Exercise description
Filter the entries for the word "bool". Copy each line that has it.

*** Opening Working data ***

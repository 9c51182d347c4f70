//! Commission persistence abstraction
//!
//! Every component reads and writes through [`CommissionStore`], which keeps
//! the resolver, ledger, sweep and aggregator independent of the backend:
//! [`InMemoryCommissionStore`] for tests and embedding, and
//! `PgCommissionStore` (feature `database`) for production.

use async_trait::async_trait;
use uuid::Uuid;

use crate::error::CommissionResult;
use crate::models::*;

pub mod memory;

pub use memory::InMemoryCommissionStore;

/// Persistence trait for the commission subsystem.
///
/// Payments, shops and referral requests are read-only here except for the
/// shop's cached operator. Commissions are insert-or-patch only.
#[async_trait]
pub trait CommissionStore: Send + Sync {
    // ── Payments ──

    async fn load_payment(&self, payment_id: Uuid) -> CommissionResult<Option<Payment>>;

    /// All payments with status `success`, oldest first.
    async fn successful_payments(&self) -> CommissionResult<Vec<Payment>>;

    /// Successful payments of shops where the user is the agent, the cached
    /// operator, or the approved operator of the shop's agent.
    async fn successful_payments_for_user(&self, user_id: Uuid)
        -> CommissionResult<Vec<Payment>>;

    // ── Shops ──

    async fn load_shop(&self, shop_id: Uuid) -> CommissionResult<Option<Shop>>;

    /// Write the resolved operator onto the shop if it has none yet.
    /// Returns whether a write happened.
    async fn cache_shop_operator(&self, shop_id: Uuid, operator_id: Uuid)
        -> CommissionResult<bool>;

    /// Drop the cached operator so the next resolution consults referrals.
    async fn clear_shop_operator(&self, shop_id: Uuid) -> CommissionResult<()>;

    // ── Referral requests ──

    /// Earliest approved referral request for the agent, by creation order.
    async fn first_approved_referral(
        &self,
        agent_id: Uuid,
    ) -> CommissionResult<Option<ReferralRequest>>;

    // ── Commissions ──

    async fn find_commission(&self, payment_id: Uuid) -> CommissionResult<Option<Commission>>;

    /// Insert a pending commission. Fails with `DuplicateCommission` when one
    /// already exists for the payment.
    async fn insert_commission(&self, new: &NewCommission) -> CommissionResult<Commission>;

    /// Apply `patch` only if the stored row still matches `expected`.
    /// Returns `None` when the row changed underneath.
    async fn update_commission(
        &self,
        expected: &Commission,
        patch: &CommissionPatch,
    ) -> CommissionResult<Option<Commission>>;

    async fn set_commission_status(
        &self,
        payment_id: Uuid,
        status: CommissionStatus,
    ) -> CommissionResult<Commission>;

    async fn list_commissions(&self) -> CommissionResult<Vec<Commission>>;

    /// Commissions joined with payment, shop and party names, ordered by
    /// payment date then payment id.
    async fn commission_report(&self) -> CommissionResult<Vec<CommissionReportRow>>;
}

/// True when the stored row has not moved since `expected` was read.
pub(crate) fn matches_version(stored: &Commission, expected: &Commission) -> bool {
    stored.agent_id == expected.agent_id
        && stored.operator_id == expected.operator_id
        && stored.agent_amount == expected.agent_amount
        && stored.operator_amount == expected.operator_amount
        && stored.company_amount == expected.company_amount
        && stored.status == expected.status
}
//! Payment-success trigger
//!
//! Fire-and-forget handoff from payment verification to the commission
//! worker. `notify` never blocks and never fails: when the channel is full
//! or the worker is gone the job is dropped and counted, and the next sweep
//! creates the missing commission.

use std::sync::atomic::{AtomicU64, Ordering};

use serde::{Deserialize, Serialize};
use tokio::sync::mpsc;
use tracing::debug;
use uuid::Uuid;

/// Work item for the commission worker.
#[derive(Debug, Clone, Copy, PartialEq, Eq, Serialize, Deserialize)]
pub struct CommissionJob {
    pub payment_id: Uuid,
    pub shop_id: Uuid,
}

/// Receiver end of the trigger channel, owned by the worker.
pub type CommissionJobReceiver = mpsc::Receiver<CommissionJob>;

/// Sender side of the payment-success handoff.
pub struct CommissionTrigger {
    sender: mpsc::Sender<CommissionJob>,
    stats: TriggerStats,
}

/// Statistics for monitoring trigger health.
#[derive(Debug, Default)]
struct TriggerStats {
    /// Jobs handed to the worker
    sent: AtomicU64,
    /// Jobs dropped on a full or closed channel
    dropped: AtomicU64,
}

impl CommissionTrigger {
    /// Create a trigger and the receiver the worker drains.
    pub fn with_buffer_size(size: usize) -> (Self, CommissionJobReceiver) {
        let (sender, receiver) = mpsc::channel(size.max(1));
        let trigger = Self {
            sender,
            stats: TriggerStats::default(),
        };
        (trigger, receiver)
    }

    /// Queue commission creation for a payment that just succeeded.
    #[inline]
    pub fn notify(&self, payment_id: Uuid, shop_id: Uuid) {
        let job = CommissionJob {
            payment_id,
            shop_id,
        };
        match self.sender.try_send(job) {
            Ok(()) => {
                self.stats.sent.fetch_add(1, Ordering::Relaxed);
            }
            Err(_) => {
                self.stats.dropped.fetch_add(1, Ordering::Relaxed);
                debug!(payment_id = %payment_id, "Commission job dropped, left for next sweep");
            }
        }
    }

    /// (sent, dropped)
    pub fn stats(&self) -> (u64, u64) {
        (
            self.stats.sent.load(Ordering::Relaxed),
            self.stats.dropped.load(Ordering::Relaxed),
        )
    }
}

#[cfg(test)]
mod tests {
    use super::*;

    #[tokio::test]
    async fn test_notify_and_receive() {
        let (trigger, mut receiver) = CommissionTrigger::with_buffer_size(4);
        let (payment_id, shop_id) = (Uuid::new_v4(), Uuid::new_v4());

        trigger.notify(payment_id, shop_id);

        let job = receiver.recv().await.unwrap();
        assert_eq!(job.payment_id, payment_id);
        assert_eq!(job.shop_id, shop_id);
        assert_eq!(trigger.stats(), (1, 0));
    }

    #[tokio::test]
    async fn test_notify_never_blocks() {
        let (trigger, _receiver) = CommissionTrigger::with_buffer_size(2);

        for _ in 0..10 {
            trigger.notify(Uuid::new_v4(), Uuid::new_v4());
        }

        let (sent, dropped) = trigger.stats();
        assert_eq!(sent, 2);
        assert_eq!(dropped, 8);
    }

    #[tokio::test]
    async fn test_notify_after_worker_gone() {
        let (trigger, receiver) = CommissionTrigger::with_buffer_size(2);
        drop(receiver);

        trigger.notify(Uuid::new_v4(), Uuid::new_v4());
        assert_eq!(trigger.stats(), (0, 1));
    }
}
//! Background commission worker.
//!
//! Drains the trigger channel and reconciles each payment through the
//! sweep's single-payment path. Each job runs in its own task so a panic is
//! contained to that job; failures are logged and never retried here, the
//! next sweep repairs them.

use tokio::task::JoinHandle;
use tracing::{debug, error, info, warn};

use super::trigger::{CommissionJob, CommissionJobReceiver};
use crate::services::{ReconciliationSweep, UpsertOutcome};

/// Consumes commission jobs until every trigger is dropped.
pub struct CommissionWorker {
    receiver: CommissionJobReceiver,
    sweep: ReconciliationSweep,
}

impl CommissionWorker {
    pub fn new(receiver: CommissionJobReceiver, sweep: ReconciliationSweep) -> Self {
        Self { receiver, sweep }
    }

    /// Run until the channel closes. Returns the number of jobs handled.
    pub async fn run(mut self) -> u64 {
        info!("Commission worker started");
        let mut handled = 0u64;

        while let Some(job) = self.receiver.recv().await {
            self.handle(job).await;
            handled += 1;
        }

        info!(handled, "Commission worker stopped");
        handled
    }

    async fn handle(&self, job: CommissionJob) {
        let sweep = self.sweep.clone();
        let result =
            tokio::spawn(async move { sweep.process_payment(job.payment_id).await }).await;

        match result {
            Ok(Ok(outcome)) => {
                let kind = match outcome {
                    UpsertOutcome::Created(_) => "created",
                    UpsertOutcome::Updated(_) => "updated",
                    UpsertOutcome::Unchanged(_) => "unchanged",
                };
                debug!(
                    payment_id = %job.payment_id,
                    shop_id = %job.shop_id,
                    outcome = kind,
                    "Commission job done"
                );
            }
            Ok(Err(e)) => {
                warn!(
                    payment_id = %job.payment_id,
                    shop_id = %job.shop_id,
                    error = %e,
                    "Commission job failed (left for next sweep)"
                );
            }
            Err(e) => {
                error!(
                    payment_id = %job.payment_id,
                    error = ?e,
                    "Commission job panicked (left for next sweep)"
                );
            }
        }
    }
}

/// Spawn the worker on the current runtime.
pub fn spawn_commission_worker(
    receiver: CommissionJobReceiver,
    sweep: ReconciliationSweep,
) -> JoinHandle<u64> {
    tokio::spawn(CommissionWorker::new(receiver, sweep).run())
}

*** Closing Working data ***

Worked solution
        -> CommissionResult<bool>;
pub(crate) fn matches_version(stored: &Commission, expected: &Commission) -> bool {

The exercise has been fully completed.